§ **Exercise**:
Please restate the listing that follows without changing anything.

§ **Exercise material**:
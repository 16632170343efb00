use std::collections::BTreeMap;
use std::fs;
use std::path::Path;

use class_disasm::{infer_class_name, load_context_classes, resolve_config, sha256_hex};
use disasm_core::services::bundle::write_class_bundle;
use tempfile::tempdir;

#[test]
fn infer_class_name_uses_file_stem() {
    assert_eq!(infer_class_name(Path::new("out/com/example/Foo.class")), "Foo");
    assert_eq!(infer_class_name(Path::new("Bar.class")), "Bar");
}

#[test]
fn sha256_hex_matches_known_digest() {
    assert_eq!(
        sha256_hex(b"abc"),
        "ba7816bf8f01cfea414140de5dae2223b00361a396177a9cb410ff61f20015ad"
    );
}

#[test]
fn load_context_classes_merges_jars_and_directories() {
    let temp = tempdir().unwrap();
    let jar = temp.path().join("lib.jar");
    let mut jar_classes = BTreeMap::new();
    jar_classes.insert("com/example/Shared.class".to_string(), vec![1]);
    jar_classes.insert("com/example/FromJar.class".to_string(), vec![2]);
    write_class_bundle(&jar, &jar_classes).unwrap();

    let dir = temp.path().join("classes");
    fs::create_dir_all(dir.join("com").join("example")).unwrap();
    fs::write(dir.join("com").join("example").join("Shared.class"), [9u8]).unwrap();

    let merged = load_context_classes(&[
        jar.to_string_lossy().to_string(),
        dir.to_string_lossy().to_string(),
    ])
    .unwrap();
    assert_eq!(merged.len(), 2);
    assert_eq!(merged["com/example/Shared.class"], vec![9]);
    assert_eq!(merged["com/example/FromJar.class"], vec![2]);
}

#[test]
fn load_context_classes_reports_unreadable_archive() {
    let temp = tempdir().unwrap();
    let bogus = temp.path().join("bogus.jar");
    fs::write(&bogus, "not a zip").unwrap();
    let err = load_context_classes(&[bogus.to_string_lossy().to_string()]).unwrap_err();
    assert!(err.to_string().contains("Failed to read class archive"), "unexpected error: {err}");
}

#[test]
fn resolve_config_errors_for_missing_explicit_file() {
    let temp = tempdir().unwrap();
    let missing = temp.path().join("missing.json");
    let err = resolve_config(Some(missing.to_str().unwrap())).unwrap_err();
    assert!(err.to_string().contains("Failed to read Krakatau config"));
}
//! Sources of the "currently loaded" classes staged next to the class under test.

use std::collections::BTreeMap;
use std::fs;
use std::path::Path;

use tracing::debug;

use crate::model::CLASS_SUFFIX;
use crate::services::bundle::{self, BundleError};

/// Provides every loaded class, keyed by archive entry name (`com/example/Foo.class`).
pub trait ClassSource {
    fn loaded_classes(&self) -> BTreeMap<String, Vec<u8>>;
}

impl ClassSource for BTreeMap<String, Vec<u8>> {
    fn loaded_classes(&self) -> BTreeMap<String, Vec<u8>> {
        self.clone()
    }
}

/// No context classes; the target is staged alone.
#[derive(Debug, Clone, Copy, Default)]
pub struct EmptyClassSource;

impl ClassSource for EmptyClassSource {
    fn loaded_classes(&self) -> BTreeMap<String, Vec<u8>> {
        BTreeMap::new()
    }
}

/// Classes read from an existing jar/zip.
#[derive(Debug, Clone)]
pub struct ArchiveClassSource {
    classes: BTreeMap<String, Vec<u8>>,
}

impl ArchiveClassSource {
    pub fn open(path: impl AsRef<Path>) -> Result<Self, BundleError> {
        let path = path.as_ref();
        let classes = bundle::read_entries(path, |name| name.ends_with(CLASS_SUFFIX))?;
        debug!(archive = %path.display(), count = classes.len(), "loaded context classes");
        Ok(Self { classes })
    }
}

impl ClassSource for ArchiveClassSource {
    fn loaded_classes(&self) -> BTreeMap<String, Vec<u8>> {
        self.classes.clone()
    }
}

/// Classes read from a compiler output directory (`<root>/com/example/Foo.class`).
#[derive(Debug, Clone)]
pub struct DirectoryClassSource {
    classes: BTreeMap<String, Vec<u8>>,
}

impl DirectoryClassSource {
    pub fn open(root: impl AsRef<Path>) -> std::io::Result<Self> {
        let root = root.as_ref();
        let mut classes = BTreeMap::new();
        collect_classes(root, root, &mut classes)?;
        debug!(dir = %root.display(), count = classes.len(), "loaded context classes");
        Ok(Self { classes })
    }
}

impl ClassSource for DirectoryClassSource {
    fn loaded_classes(&self) -> BTreeMap<String, Vec<u8>> {
        self.classes.clone()
    }
}

fn collect_classes(
    root: &Path,
    dir: &Path,
    out: &mut BTreeMap<String, Vec<u8>>,
) -> std::io::Result<()> {
    for entry in fs::read_dir(dir)? {
        let entry = entry?;
        let path = entry.path();
        if entry.file_type()?.is_dir() {
            collect_classes(root, &path, out)?;
            continue;
        }
        let Ok(rel) = path.strip_prefix(root) else { continue };
        // Archive entry names always use forward slashes.
        let name = rel
            .components()
            .map(|c| c.as_os_str().to_string_lossy())
            .collect::<Vec<_>>()
            .join("/");
        if name.ends_with(CLASS_SUFFIX) {
            out.insert(name, fs::read(&path)?);
        }
    }
    Ok(())
}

§ **Response to this exercise**:
repository 16632170343efb00
use std::collections::BTreeMap;
use std::fs;
use std::path::Path;

use class_disasm::{infer_class_name, load_context_classes, resolve_config, sha256_hex};
use disasm_core::services::bundle::write_class_bundle;
use tempfile::tempdir;

#[test]
fn infer_class_name_uses_file_stem() {
    assert_eq!(infer_class_name(Path::new("out/com/example/Foo.class")), "Foo");
    assert_eq!(infer_class_name(Path::new("Bar.class")), "Bar");
}

#[test]
fn sha256_hex_matches_known_digest() {
    assert_eq!(
        sha256_hex(b"abc"),
        "ba7816bf8f01cfea414140de5dae2223b00361a396177a9cb410ff61f20015ad"
    );
}

#[test]
fn load_context_classes_merges_jars_and_directories() {
    let temp = tempdir().unwrap();
    let jar = temp.path().join("lib.jar");
    let mut jar_classes = BTreeMap::new();
    jar_classes.insert("com/example/Shared.class".to_string(), vec![1]);
    jar_classes.insert("com/example/FromJar.class".to_string(), vec![2]);
    write_class_bundle(&jar, &jar_classes).unwrap();

    let dir = temp.path().join("classes");
    fs::create_dir_all(dir.join("com").join("example")).unwrap();
    fs::write(dir.join("com").join("example").join("Shared.class"), [9u8]).unwrap();

    let merged = load_context_classes(&[
        jar.to_string_lossy().to_string(),
        dir.to_string_lossy().to_string(),
    ])
    .unwrap();
    assert_eq!(merged.len(), 2);
    assert_eq!(merged["com/example/Shared.class"], vec![9]);
    assert_eq!(merged["com/example/FromJar.class"], vec![2]);
}

#[test]
fn load_context_classes_reports_unreadable_archive() {
    let temp = tempdir().unwrap();
    let bogus = temp.path().join("bogus.jar");
    fs::write(&bogus, "not a zip").unwrap();
    let err = load_context_classes(&[bogus.to_string_lossy().to_string()]).unwrap_err();
    assert!(err.to_string().contains("Failed to read class archive"), "unexpected error: {err}");
}

#[test]
fn resolve_config_errors_for_missing_explicit_file() {
    let temp = tempdir().unwrap();
    let missing = temp.path().join("missing.json");
    let err = resolve_config(Some(missing.to_str().unwrap())).unwrap_err();
    assert!(err.to_string().contains("Failed to read Krakatau config"));
}
//! Sources of the "currently loaded" classes staged next to the class under test.

use std::collections::BTreeMap;
use std::fs;
use std::path::Path;

use tracing::debug;

use crate::model::CLASS_SUFFIX;
use crate::services::bundle::{self, BundleError};

/// Provides every loaded class, keyed by archive entry name (`com/example/Foo.class`).
pub trait ClassSource {
    fn loaded_classes(&self) -> BTreeMap<String, Vec<u8>>;
}

impl ClassSource for BTreeMap<String, Vec<u8>> {
    fn loaded_classes(&self) -> BTreeMap<String, Vec<u8>> {
        self.clone()
    }
}

/// No context classes; the target is staged alone.
#[derive(Debug, Clone, Copy, Default)]
pub struct EmptyClassSource;

impl ClassSource for EmptyClassSource {
    fn loaded_classes(&self) -> BTreeMap<String, Vec<u8>> {
        BTreeMap::new()
    }
}

/// Classes read from an existing jar/zip.
#[derive(Debug, Clone)]
pub struct ArchiveClassSource {
    classes: BTreeMap<String, Vec<u8>>,
}

impl ArchiveClassSource {
    pub fn open(path: impl AsRef<Path>) -> Result<Self, BundleError> {
        let path = path.as_ref();
        let classes = bundle::read_entries(path, |name| name.ends_with(CLASS_SUFFIX))?;
        debug!(archive = %path.display(), count = classes.len(), "loaded context classes");
        Ok(Self { classes })
    }
}

impl ClassSource for ArchiveClassSource {
    fn loaded_classes(&self) -> BTreeMap<String, Vec<u8>> {
        self.classes.clone()
    }
}

/// Classes read from a compiler output directory (`<root>/com/example/Foo.class`).
#[derive(Debug, Clone)]
pub struct DirectoryClassSource {
    classes: BTreeMap<String, Vec<u8>>,
}

impl DirectoryClassSource {
    pub fn open(root: impl AsRef<Path>) -> std::io::Result<Self> {
        let root = root.as_ref();
        let mut classes = BTreeMap::new();
        collect_classes(root, root, &mut classes)?;
        debug!(dir = %root.display(), count = classes.len(), "loaded context classes");
        Ok(Self { classes })
    }
}

impl ClassSource for DirectoryClassSource {
    fn loaded_classes(&self) -> BTreeMap<String, Vec<u8>> {
        self.classes.clone()
    }
}

fn collect_classes(
    root: &Path,
    dir: &Path,
    out: &mut BTreeMap<String, Vec<u8>>,
) -> std::io::Result<()> {
    for entry in fs::read_dir(dir)? {
        let entry = entry?;
        let path = entry.path();
        if entry.file_type()?.is_dir() {
            collect_classes(root, &path, out)?;
            continue;
        }
        let Ok(rel) = path.strip_prefix(root) else { continue };
        // Archive entry names always use forward slashes.
        let name = rel
            .components()
            .map(|c| c.as_os_str().to_string_lossy())
            .collect::<Vec<_>>()
            .join("/");
        if name.ends_with(CLASS_SUFFIX) {
            out.insert(name, fs::read(&path)?);
        }
    }
    Ok(())
}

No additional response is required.